Rodney Cook: We’re a new company and we can innovate
In February this year, crisis management experts visited Just Retirement’s Surrey head office to give senior executives a crash course in coping with the unexpected.

Managers didn’t have to wait long to put that advice to use. When George Osborne announced sweeping changes to pension arrangements within the March Budget, allowing retirees to withdraw their pension pot aged 55 without the need for annuities, Just Retirement’s shares fell off a cliff.

The annuity and mortgage provider’s stock, which floated at a price of 225p in November 2013, plummeted to a low of 125p. Annuity sales halved.

Chief executive Rodney Cook, an insurance industry stalwart with a CV taking in AMP New Zealand, Pearl, Zurich, Prudential and LV=, still looks stunned as he recounts the fallout.
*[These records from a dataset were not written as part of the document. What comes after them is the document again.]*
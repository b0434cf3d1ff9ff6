//! query-guard command line entry point.
//!
//! Evaluates one request against a catalog endpoint:
//!
//! ```text
//! QUERY_GUARD_CATALOG=catalog.json query-guard product_lookup < request.json
//! ```
//!
//! The decision is written to stdout as JSON. Exit code is 0 on allow and
//! 2 on deny.

use anyhow::{bail, Context, Result};
use query_guard::constants::DEFAULT_LOG_FILTER;
use query_guard::{Catalog, Config};
use std::io::Read;
use std::process::ExitCode;
use tracing_subscriber::EnvFilter;

const EXIT_DENY: u8 = 2;

fn main() -> Result<ExitCode> {
    // Logs go to stderr; stdout carries the decision
    init_logging();

    let endpoint_name = match std::env::args().nth(1) {
        Some(name) if name != "-h" && name != "--help" => name,
        _ => {
            eprintln!("usage: query-guard <endpoint> < request.json");
            eprintln!("  catalog path is read from QUERY_GUARD_CATALOG");
            return Ok(ExitCode::FAILURE);
        }
    };

    let config = Config::from_env()?;
    let catalog = Catalog::load(config.require_catalog_path()?, &config)?;

    let Some(endpoint) = catalog.get(&endpoint_name) else {
        let known: Vec<&str> = catalog.names().collect();
        bail!(
            "unknown endpoint '{}' (known: {})",
            endpoint_name,
            known.join(", ")
        );
    };

    let mut input = String::new();
    std::io::stdin()
        .read_to_string(&mut input)
        .context("failed to read request from stdin")?;

    let request: serde_json::Value =
        serde_json::from_str(&input).context("request is not valid JSON")?;
    let Some(fields) = request.as_object() else {
        bail!("request must be a JSON object of field values");
    };

    let decision = endpoint.decide(fields);
    println!("{}", serde_json::to_string_pretty(&decision)?);

    if decision.is_allowed() {
        Ok(ExitCode::SUCCESS)
    } else {
        Ok(ExitCode::from(EXIT_DENY))
    }
}

/// Initialize tracing subscriber with stderr output.
fn init_logging() {
    let filter = std::env::var("RUST_LOG")
        .map(EnvFilter::new)
        .unwrap_or_else(|_| EnvFilter::new(DEFAULT_LOG_FILTER));

    tracing_subscriber::fmt()
        .with_env_filter(filter)
        .with_writer(std::io::stderr)
        .with_ansi(false)
        .init();
}
//! Error types for the calibration pipeline

use ccdcal_imaging::{FitsError, ReduceError};
use std::path::PathBuf;

use crate::matching::MatchError;

#[derive(Debug, thiserror::Error)]
pub enum PipelineError {
    #[error("I/O error at {path}: {source}")]
    Io {
        path: PathBuf,
        #[source]
        source: std::io::Error,
    },

    #[error("Failed to read or write FITS file {path}: {source}")]
    Fits {
        path: PathBuf,
        #[source]
        source: FitsError,
    },

    #[error("Failed to calibrate {file_name}: {source}")]
    Reduce {
        file_name: String,
        #[source]
        source: ReduceError,
    },

    #[error("No dark frame for {file_name}: {source}")]
    DarkMatch {
        file_name: String,
        #[source]
        source: MatchError,
    },

    #[error(transparent)]
    Match(#[from] MatchError),

    #[error("No combined flat for filter '{filter}'")]
    MissingFlat { filter: String },

    #[error("Recipe requires bias subtraction but no combined bias was found")]
    MissingBias,

    #[error("{file_name} has no {keyword} keyword")]
    MissingKeyword { file_name: String, keyword: String },

    #[error("Failed to write comparison image {path}: {message}")]
    Preview { path: PathBuf, message: String },

    #[error("Invalid recipe: {0}")]
    Recipe(String),
}

pub type Result<T> = std::result::Result<T, PipelineError>;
“We had to trigger our crisis management policy immediately. We had to contact stakeholders – the chairman, senior directors, sponsor banks, regulators and the London Stock Exchange. We had to prepare scripts for customer services teams.

“Our shares were suspended for a short time. From 1 January to the time of the Budget we had been the fastest-growing insurance stock in Europe. Then our share price halved.”
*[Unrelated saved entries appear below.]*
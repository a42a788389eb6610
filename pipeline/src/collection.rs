//! Directory-backed image collection
//!
//! Indexes the FITS files of one directory by their primary headers so
//! calibration frames and science frames can be selected by keyword.

use ccdcal_imaging::{read_fits_header, CcdFrame, FitsHeader, FitsValue};
use std::path::{Path, PathBuf};

use crate::error::PipelineError;

const FITS_EXTENSIONS: [&str; 3] = ["fit", "fits", "fts"];

/// One test applied to a header keyword
#[derive(Debug, Clone, PartialEq)]
pub enum Criterion {
    /// Rendered value equals the text, ignoring case and surrounding blanks
    Text(String),
    /// Numeric value equals the number
    Number(f64),
    /// Boolean value equals the flag
    Flag(bool),
    /// Keyword is present with any value
    Present,
}

impl Criterion {
    fn matches(&self, value: Option<&FitsValue>) -> bool {
        match (self, value) {
            (Criterion::Present, value) => value.is_some(),
            (_, None) => false,
            (Criterion::Text(text), Some(value)) => {
                value.to_string().trim().eq_ignore_ascii_case(text.trim())
            }
            (Criterion::Number(number), Some(value)) => value.as_f64() == Some(*number),
            (Criterion::Flag(flag), Some(value)) => value.as_bool() == Some(*flag),
        }
    }
}

/// Conjunction of keyword criteria
#[derive(Debug, Clone, Default, PartialEq)]
pub struct HeaderFilter {
    criteria: Vec<(String, Criterion)>,
}

impl HeaderFilter {
    pub fn new() -> Self {
        Self::default()
    }

    pub fn text(mut self, keyword: &str, value: &str) -> Self {
        self.criteria.push((keyword.to_string(), Criterion::Text(value.to_string())));
        self
    }

    pub fn number(mut self, keyword: &str, value: f64) -> Self {
        self.criteria.push((keyword.to_string(), Criterion::Number(value)));
        self
    }

    pub fn flag(mut self, keyword: &str, value: bool) -> Self {
        self.criteria.push((keyword.to_string(), Criterion::Flag(value)));
        self
    }

    pub fn present(mut self, keyword: &str) -> Self {
        self.criteria.push((keyword.to_string(), Criterion::Present));
        self
    }

    pub fn matches(&self, header: &FitsHeader) -> bool {
        self.criteria
            .iter()
            .all(|(keyword, criterion)| criterion.matches(header.get(keyword)))
    }
}

/// Header of one file in the collection
#[derive(Debug, Clone)]
pub struct CollectionEntry {
    pub file_name: String,
    pub header: FitsHeader,
}

/// FITS files of a directory, indexed by header
#[derive(Debug, Clone)]
pub struct ImageFileCollection {
    location: PathBuf,
    entries: Vec<CollectionEntry>,
}

fn is_fits_file(path: &Path) -> bool {
    path.extension()
        .and_then(|ext| ext.to_str())
        .map(|ext| FITS_EXTENSIONS.iter().any(|known| ext.eq_ignore_ascii_case(known)))
        .unwrap_or(false)
}

impl ImageFileCollection {
    /// Scan `location` and read the header of every FITS file in it.
    ///
    /// Subdirectories are not searched. A header that cannot be read fails
    /// the whole scan.
    pub fn open(location: impl Into<PathBuf>) -> Result<Self, PipelineError> {
        let location = location.into();
        let read_dir = std::fs::read_dir(&location).map_err(|source| PipelineError::Io {
            path: location.clone(),
            source,
        })?;

        let mut entries = Vec::new();
        for dir_entry in read_dir {
            let dir_entry = dir_entry.map_err(|source| PipelineError::Io {
                path: location.clone(),
                source,
            })?;
            let path = dir_entry.path();
            if !path.is_file() || !is_fits_file(&path) {
                continue;
            }
            let Some(file_name) = path.file_name().and_then(|n| n.to_str()).map(str::to_string) else {
                tracing::warn!("Skipping file with non UTF-8 name: {}", path.display());
                continue;
            };
            let header = read_fits_header(&path).map_err(|source| PipelineError::Fits {
                path: path.clone(),
                source,
            })?;
            entries.push(CollectionEntry { file_name, header });
        }
        entries.sort_by(|a, b| a.file_name.cmp(&b.file_name));

        tracing::info!("Indexed {} FITS files in {}", entries.len(), location.display());
        Ok(Self { location, entries })
    }

    pub fn location(&self) -> &Path {
        &self.location
    }

    pub fn entries(&self) -> &[CollectionEntry] {
        &self.entries
    }

    pub fn len(&self) -> usize {
        self.entries.len()
    }

    pub fn is_empty(&self) -> bool {
        self.entries.is_empty()
    }

    pub fn path_of(&self, file_name: &str) -> PathBuf {
        self.location.join(file_name)
    }

    /// Names of files whose headers pass `filter`
    pub fn files_filtered(&self, filter: &HeaderFilter) -> Vec<String> {
        self.entries
            .iter()
            .filter(|entry| filter.matches(&entry.header))
            .map(|entry| entry.file_name.clone())
            .collect()
    }

    /// Load every file whose header passes `filter`, paired with its name
    pub fn frames(&self, filter: &HeaderFilter) -> Result<Vec<(CcdFrame, String)>, PipelineError> {
        self.files_filtered(filter)
            .into_iter()
            .map(|file_name| {
                let path = self.path_of(&file_name);
                let frame = CcdFrame::read(&path).map_err(|source| PipelineError::Fits { path, source })?;
                Ok((frame, file_name))
            })
            .collect()
    }

    /// Values of `keyword` across the collection, in file order.
    ///
    /// Files without the keyword are skipped; `unique` keeps the first
    /// occurrence of each value.
    pub fn values(&self, keyword: &str, unique: bool) -> Vec<String> {
        let mut values: Vec<String> = Vec::new();
        for entry in &self.entries {
            if let Some(value) = entry.header.get(keyword) {
                let rendered = value.to_string();
                if !unique || !values.contains(&rendered) {
                    values.push(rendered);
                }
            }
        }
        values
    }

    /// One row per file: the file name followed by each keyword's value,
    /// empty where the keyword is missing
    pub fn summary(&self, keywords: &[&str]) -> Vec<Vec<String>> {
        self.entries
            .iter()
            .map(|entry| {
                std::iter::once(entry.file_name.clone())
                    .chain(keywords.iter().map(|keyword| {
                        entry
                            .header
                            .get(keyword)
                            .map(|v| v.to_string())
                            .unwrap_or_default()
                    }))
                    .collect()
            })
            .collect()
    }
}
Six months later, with shares still loitering around the 140p mark, Cook might easily have strong words about chancellor George Osborne’s bold move.

But a surprising robust set of full-year results – aided by much-needed product diversification – appears to have been enough to dilute the bile.
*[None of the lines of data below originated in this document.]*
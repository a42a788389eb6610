//! Per-camera calibration recipes
//!
//! A recipe lists which calibration steps a camera needs and how each one is
//! configured. Recipes load from JSON; any field left out takes the value
//! from [`CalibrationRecipe::default`].

use ccdcal_imaging::{OverscanStat, Section, StandardKeywords};
use serde::{Deserialize, Serialize};
use std::path::Path;
use std::str::FromStr;

use crate::error::{PipelineError, Result};
use crate::matching::DEFAULT_DARK_TOLERANCE;

/// Header keyword names the workflow reads
#[derive(Debug, Clone, PartialEq, Serialize, Deserialize)]
#[serde(default)]
pub struct HeaderKeywords {
    pub image_type: String,
    pub exposure: String,
    pub filter: String,
    pub combined: String,
}

impl Default for HeaderKeywords {
    fn default() -> Self {
        Self {
            image_type: StandardKeywords::IMAGETYP.to_string(),
            exposure: StandardKeywords::EXPTIME.to_string(),
            filter: StandardKeywords::FILTER.to_string(),
            combined: StandardKeywords::COMBINED.to_string(),
        }
    }
}

/// Image type values identifying each kind of frame
#[derive(Debug, Clone, PartialEq, Serialize, Deserialize)]
#[serde(default)]
pub struct ImageTypes {
    pub science: String,
    pub bias: String,
    pub dark: String,
    pub flat: String,
}

impl Default for ImageTypes {
    fn default() -> Self {
        Self {
            science: "light".to_string(),
            bias: "bias".to_string(),
            dark: "dark".to_string(),
            flat: "flat".to_string(),
        }
    }
}

#[derive(Debug, Clone, PartialEq, Serialize, Deserialize)]
pub struct OverscanConfig {
    pub region: Section,
    #[serde(default)]
    pub stat: OverscanStat,
}

#[derive(Debug, Clone, PartialEq, Serialize, Deserialize)]
#[serde(default)]
pub struct DarkConfig {
    /// Largest accepted exposure difference in seconds; `null` disables the check
    pub tolerance: Option<f64>,
    /// Scale the dark by the image/dark exposure ratio
    pub scale: bool,
}

impl Default for DarkConfig {
    fn default() -> Self {
        Self {
            tolerance: Some(DEFAULT_DARK_TOLERANCE),
            scale: false,
        }
    }
}

#[derive(Debug, Clone, Default, PartialEq, Serialize, Deserialize)]
#[serde(default)]
pub struct FlatConfig {
    /// Flat values below this are raised to it before normalization
    pub min_value: Option<f64>,
}

#[derive(Debug, Clone, PartialEq, Serialize, Deserialize)]
#[serde(default)]
pub struct CalibrationRecipe {
    pub name: String,
    pub keywords: HeaderKeywords,
    pub image_types: ImageTypes,
    pub overscan: Option<OverscanConfig>,
    pub trim: Option<Section>,
    pub subtract_bias: bool,
    pub dark: DarkConfig,
    pub flat: FlatConfig,
}

impl Default for CalibrationRecipe {
    fn default() -> Self {
        Self {
            name: "custom".to_string(),
            keywords: HeaderKeywords::default(),
            image_types: ImageTypes::default(),
            overscan: None,
            trim: None,
            subtract_bias: false,
            dark: DarkConfig::default(),
            flat: FlatConfig::default(),
        }
    }
}

/// Built-in recipes
#[derive(Debug, Clone, Copy, PartialEq, Eq)]
pub enum RecipePreset {
    /// Cryogenically-cooled camera with an overscan region right of the
    /// 2048 light-sensitive columns
    Cryogenic,
    /// Thermoelectrically-cooled camera without overscan; darks carry the bias
    Thermoelectric,
}

impl FromStr for RecipePreset {
    type Err = PipelineError;

    fn from_str(s: &str) -> Result<Self> {
        match s.trim().to_ascii_lowercase().as_str() {
            "cryogenic" | "cryo" => Ok(RecipePreset::Cryogenic),
            "thermoelectric" | "te" => Ok(RecipePreset::Thermoelectric),
            other => Err(PipelineError::Recipe(format!(
                "unknown preset '{}', expected cryogenic or thermoelectric",
                other
            ))),
        }
    }
}

impl CalibrationRecipe {
    pub fn preset(preset: RecipePreset) -> Self {
        match preset {
            RecipePreset::Cryogenic => Self::cryogenic(),
            RecipePreset::Thermoelectric => Self::thermoelectric(),
        }
    }

    pub fn cryogenic() -> Self {
        Self {
            name: "cryogenic".to_string(),
            image_types: ImageTypes {
                science: "object".to_string(),
                ..ImageTypes::default()
            },
            overscan: Some(OverscanConfig {
                region: Section::columns_from(2055),
                stat: OverscanStat::Median,
            }),
            trim: Some(Section::columns_until(2048)),
            ..Self::default()
        }
    }

    pub fn thermoelectric() -> Self {
        Self {
            name: "thermoelectric".to_string(),
            ..Self::default()
        }
    }

    /// Load a recipe from a JSON file
    pub fn from_json_file(path: &Path) -> Result<Self> {
        let text = std::fs::read_to_string(path).map_err(|source| PipelineError::Io {
            path: path.to_path_buf(),
            source,
        })?;
        let recipe: Self = serde_json::from_str(&text)
            .map_err(|e| PipelineError::Recipe(format!("{}: {}", path.display(), e)))?;
        recipe.validate()?;
        Ok(recipe)
    }

    pub fn validate(&self) -> Result<()> {
        if let Some(tolerance) = self.dark.tolerance {
            if !tolerance.is_finite() || tolerance < 0.0 {
                return Err(PipelineError::Recipe(format!(
                    "dark tolerance must be a non-negative number, got {}",
                    tolerance
                )));
            }
        }
        if let Some(min_value) = self.flat.min_value {
            if !min_value.is_finite() {
                return Err(PipelineError::Recipe("flat min_value must be finite".to_string()));
            }
        }
        let keywords = [
            &self.keywords.image_type,
            &self.keywords.exposure,
            &self.keywords.filter,
            &self.keywords.combined,
        ];
        if keywords.iter().any(|k| k.trim().is_empty()) {
            return Err(PipelineError::Recipe("header keyword names cannot be empty".to_string()));
        }
        Ok(())
    }
}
“Yes, it was certainly a surprise. We had not expected it. But we understood that the government and the regulators were very frustrated with some of the poor value from large insurers to their customers.

“We’re very supportive of the greater freedoms the changes have bought to the industry. At the time we would have preferred he didn’t say ‘No one ever needs to buy an annuity’. I know he was talking about some of the poor returns on offer, but we didn’t feel that applied to us. We were a bit sorry we got caught in the melee.

“The good news is we’re a new company and we can innovate. That’s precisely what we’re going to do.”

Figures showing an £80m profit, up two per cent on the previous year, and profit before tax of £92.8m, up 19 per cent on the previous year, impressed analysts. The firm made £14m in cost savings and was forced to cut staff numbers by 108. New business sales were £1.75bn, up six per cent, with headline figures from the company’s two new ventures.

Just Retirement wrote £92m of premiums for new products, designed to de-risk final salary pension schemes and increased its lifetime mortgages by 43 per cent to £476m. The mortgages pay pensioners a fixed income against the value of their property, with payment handed over when the retiree dies.

Tellingly, the company’s board has also put aside £5m to spend on “additional development”.

Yesterday, shares rose 1.2 per cent to 140.50p and Panmure Gordon issued a “buy” rating, saying that “the medium long-term outlook remains positive”.

But what analysts really wanted was a glimpse of what Just Retirement will offer from next April, when the new pension rules come into force.

Cook talks of offering a “wide range of new propositions”, starting with just a few options, then launching more as the year progresses. “Otherwise, the advisers just won’t cope with being bombarded with 50 new things.”

Already, he says, a large number of people have deferred making decisions until they see what comes on offer.

Whatever the new products, he suggests the government’s punishing tax regime should continue driving customers towards insurance firms’ various long-term schemes – and stall the much-hyped demand for luxury cars.

“There had been this talk of people going out and buying Lambor­ghinis,” he says. “People might have considered that sort of thing, but we’ve found, from surveying cust­omers, that they stop thinking ‘I can get all my money back’ when they understand the tax.

“If I were to say to you, ‘You did a great job saving £100,000 over your lifetime. Would you like to give George 40 per cent?’ what would you say? And would you want to take out £200,000 from your pension pot for a Lamborghini and pay high rate tax on that?” He’s got a point.